In addition to these major changes some minor features have to be implemented as well. This includes for example the ability to translate machine addresses of the physical machine running Xen, into the virtual physical addresses of the domain. Also the lack of basic hardware such as a programmable interval timer (PIT) makes it necessary to modify the algorithms used for timekeeping among other things. In their original paper on Xen, Barham et al. calculated the cost of porting an operating system to the initial release of Xen by counting the added lines of code.
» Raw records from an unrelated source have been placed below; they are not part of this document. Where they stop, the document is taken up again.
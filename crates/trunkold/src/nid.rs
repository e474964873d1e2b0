//! P25 Network Identifier decoding
//!
//! Every P25 Phase 1 data unit leads with a Network Identifier: a
//! 12-bit Network Access Code and a 4-bit Data Unit ID, protected by
//! a shortened BCH(63, 16) code that repairs up to eleven bit errors.
//! The NID is the doorman for everything that follows; a receiver
//! that cannot recover it has to throw the whole data unit away, so
//! the decoder also supports a second, hinted attempt that rewrites
//! the NAC field with a previously confirmed value before retrying.

use std::fmt;
use std::str::FromStr;

use arraydeque::ArrayDeque;
use strum::EnumMessage;

#[cfg(not(test))]
use log::debug;
#[cfg(test)]
use std::println as debug;

use crate::codeword::Codeword;
use crate::edac::{default_primitive_poly, BchDecoder, CorrectionStatus};

/// Length of the NID codeword, in bits
pub const NID_BITS: usize = 63;

const NAC_START: usize = 0;
const NAC_WIDTH: usize = 12;
const DUID_START: usize = 12;
const DUID_WIDTH: usize = 4;

/// Observations required before a NAC is considered confirmed
const NAC_CONFIRM_COUNT: usize = 3;

/// P25 Data Unit ID
///
/// Identifies what kind of payload follows the NID. Codes without an
/// assignment decode as [`Reserved`](DataUnitId::Reserved) rather
/// than failing; later protocol layers decide what to do with them.
///
/// ```
/// use trunkold::DataUnitId;
///
/// let duid = DataUnitId::from(7);
/// assert_eq!(DataUnitId::TrunkingSignalingBlock, duid);
/// assert_eq!("TSBK", duid.as_ref());
/// assert_eq!("Trunking Signaling Block", &format!("{}", duid));
/// ```
#[derive(
    Clone, Copy, Debug, PartialEq, Eq, Hash, strum_macros::EnumMessage, strum_macros::EnumString,
)]
pub enum DataUnitId {
    /// Call setup, carrying the encryption sync word
    #[strum(serialize = "HDU", detailed_message = "Header Data Unit")]
    HeaderDataUnit,

    /// Simple end of transmission
    #[strum(serialize = "TDU", detailed_message = "Terminator Data Unit")]
    TerminatorDataUnit,

    /// Voice frames 1-9 with embedded link control
    #[strum(serialize = "LDU1", detailed_message = "Logical Link Data Unit 1")]
    LogicalLinkDataUnit1,

    /// Trunking control signaling
    #[strum(serialize = "TSBK", detailed_message = "Trunking Signaling Block")]
    TrunkingSignalingBlock,

    /// Voice frames 10-18 with encryption sync
    #[strum(serialize = "LDU2", detailed_message = "Logical Link Data Unit 2")]
    LogicalLinkDataUnit2,

    /// Packet data
    #[strum(serialize = "PDU", detailed_message = "Packet Data Unit")]
    PacketDataUnit,

    /// End of transmission with link control
    #[strum(
        serialize = "TDULC",
        detailed_message = "Terminator Data Unit with Link Control"
    )]
    TerminatorDataUnitLinkControl,

    /// A code with no assigned data unit
    #[strum(serialize = "RES", detailed_message = "Reserved Data Unit")]
    Reserved,
}

impl DataUnitId {
    /// Human-readable name, like "`Trunking Signaling Block`"
    pub fn as_display_str(&self) -> &'static str {
        self.get_detailed_message().expect("missing definition")
    }

    /// Short mnemonic, like "`TSBK`"
    pub fn as_str(&self) -> &'static str {
        self.get_serializations()[0]
    }
}

impl From<u8> for DataUnitId {
    fn from(code: u8) -> DataUnitId {
        match code & 0xF {
            0 => DataUnitId::HeaderDataUnit,
            3 => DataUnitId::TerminatorDataUnit,
            5 => DataUnitId::LogicalLinkDataUnit1,
            7 => DataUnitId::TrunkingSignalingBlock,
            10 => DataUnitId::LogicalLinkDataUnit2,
            12 => DataUnitId::PacketDataUnit,
            15 => DataUnitId::TerminatorDataUnitLinkControl,
            _ => DataUnitId::Reserved,
        }
    }
}

impl From<&str> for DataUnitId {
    fn from(s: &str) -> DataUnitId {
        match DataUnitId::from_str(s) {
            Ok(duid) => duid,
            Err(_e) => DataUnitId::Reserved,
        }
    }
}

impl AsRef<str> for DataUnitId {
    fn as_ref(&self) -> &'static str {
        self.as_str()
    }
}

impl fmt::Display for DataUnitId {
    fn fmt(&self, f: &mut fmt::Formatter<'_>) -> fmt::Result {
        self.as_display_str().fmt(f)
    }
}

/// A decoded Network Identifier
#[derive(Clone, Copy, Debug, PartialEq, Eq)]
pub struct Nid {
    nac: u16,
    duid: DataUnitId,
}

impl Nid {
    /// Read the NID fields from a corrected codeword
    ///
    /// # Panics
    ///
    /// Panics if the codeword is shorter than the 16 NID bits.
    pub fn from_codeword(codeword: &Codeword) -> Self {
        Nid {
            nac: codeword.field(NAC_START, NAC_WIDTH) as u16,
            duid: DataUnitId::from(codeword.field(DUID_START, DUID_WIDTH) as u8),
        }
    }

    /// Network Access Code, 12 bits
    pub fn nac(&self) -> u16 {
        self.nac
    }

    /// Data Unit ID
    pub fn duid(&self) -> DataUnitId {
        self.duid
    }
}

impl fmt::Display for Nid {
    fn fmt(&self, f: &mut fmt::Formatter<'_>) -> fmt::Result {
        write!(f, "NAC 0x{:03X} {}", self.nac, self.duid.as_str())
    }
}

/// Decoder for the NID codeword
///
/// Wraps a `BCH(63, 16, 11)` decoder configured for the P25 field.
/// The same instance serves any number of codewords.
///
/// ```
/// use trunkold::{Codeword, CorrectionStatus, Nid, NidDecoder};
///
/// let decoder = NidDecoder::new();
/// let mut data = Codeword::new(16);
/// data.set_field(0, 12, 0x293);
/// data.set_field(12, 4, 0x7);
///
/// let mut nid = decoder.bch().encode(&data);
/// nid.flip(40);
/// assert_eq!(CorrectionStatus::Corrected(1), decoder.decode(&mut nid));
/// assert_eq!(0x293, Nid::from_codeword(&nid).nac());
/// ```
pub struct NidDecoder {
    bch: BchDecoder,
}

impl NidDecoder {
    /// Create the NID decoder
    pub fn new() -> Self {
        NidDecoder {
            bch: BchDecoder::new(6, 16, 11, default_primitive_poly(6)),
        }
    }

    /// Correct `codeword` in place
    ///
    /// The buffer must hold all [`NID_BITS`] bits. On failure it is
    /// left as received.
    pub fn decode(&self, codeword: &mut Codeword) -> CorrectionStatus {
        self.bch.decode(codeword)
    }

    /// Correct `codeword`, retrying once with a known NAC
    ///
    /// When the plain decode fails and `nac` is nonzero, the NAC
    /// field is overwritten with `nac` and decoded again. Sites keep
    /// their NAC constant, so on a channel with a confirmed NAC this
    /// recovers codewords whose errors cluster in the NAC field. If
    /// the retry also fails, the buffer keeps the overwritten field.
    pub fn decode_with_hint(&self, codeword: &mut Codeword, nac: u16) -> CorrectionStatus {
        match self.bch.decode(codeword) {
            CorrectionStatus::Uncorrected if nac != 0 => {
                codeword.set_field(NAC_START, NAC_WIDTH, nac as u32);
                let retry = self.bch.decode(codeword);
                if let CorrectionStatus::Corrected(count) = retry {
                    debug!("NAC 0x{:03X} hint rescued a codeword with {} errors", nac, count);
                }
                retry
            }
            status => status,
        }
    }

    /// The underlying code, for encoding test vectors
    pub fn bch(&self) -> &BchDecoder {
        &self.bch
    }
}

impl Default for NidDecoder {
    fn default() -> Self {
        Self::new()
    }
}

/// Tracks the channel's NAC across successive decodes
///
/// A NAC only counts as confirmed after three identical observations
/// in a row. Until then [`tracked`](Self::tracked) returns `None` and
/// callers should decode without a hint, so a run of miscorrections
/// cannot install a bogus NAC and then "rescue" every later codeword
/// toward it.
#[derive(Clone, Debug, Default)]
pub struct NacTracker {
    window: ArrayDeque<u16, 8, arraydeque::Wrapping>,
}

impl NacTracker {
    pub fn new() -> Self {
        Self::default()
    }

    /// Record a successfully decoded NAC
    pub fn track(&mut self, nac: u16) {
        self.window.push_back(nac);
    }

    /// The confirmed NAC, if the last three observations agree
    pub fn tracked(&self) -> Option<u16> {
        if self.window.len() < NAC_CONFIRM_COUNT {
            return None;
        }
        let mut recent = self.window.iter().rev();
        let candidate = *recent.next()?;
        for _ in 1..NAC_CONFIRM_COUNT {
            if *recent.next()? != candidate {
                return None;
            }
        }
        Some(candidate)
    }

    /// Forget all observations, for retunes
    pub fn reset(&mut self) {
        self.window.clear();
    }
}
Added lines of code to implement original Xen support

The initial port of Linux 2.4 to Xen added about 3000 lines of code to the source code, which accounted for about 1.4 % of the total code. However the significance of these metrics is questionable as they do not provide insight in the required complexity.

Fully virtualized guests

The first releases of Xen were not yet capable to run fully virtualized guests. The simple reason for this was that the processors at that time were not able to virtualize x86 in hardware. This changed in 2006 when both Intel and AMD released their instruction set extensions VT-x and AMD-V specifically intended for virtualization. They are both very similar in concept. They added a virtual ring -1 where a hypervisor can be executed. The guest operating system is then able to run normally in ring 0. Another important new feature was the introduction of nested page tables(NPT), which allows a guest to directly manipulate the page table directory in register cr3. The guest only sees the virtual address space to which the hypervisor has assigned him. The hypervisor in turn controls the MMU to manipulate the assignment of the page tables, but does not have to intervene if the guest wants to install new page tables. This is done by a so-called tagged translation lookaside buffer (TTLB). Each entry in the TLB also contains the information which virtual machine it belongs to. So context changes between the virtual machines can take place without flushing the TLB .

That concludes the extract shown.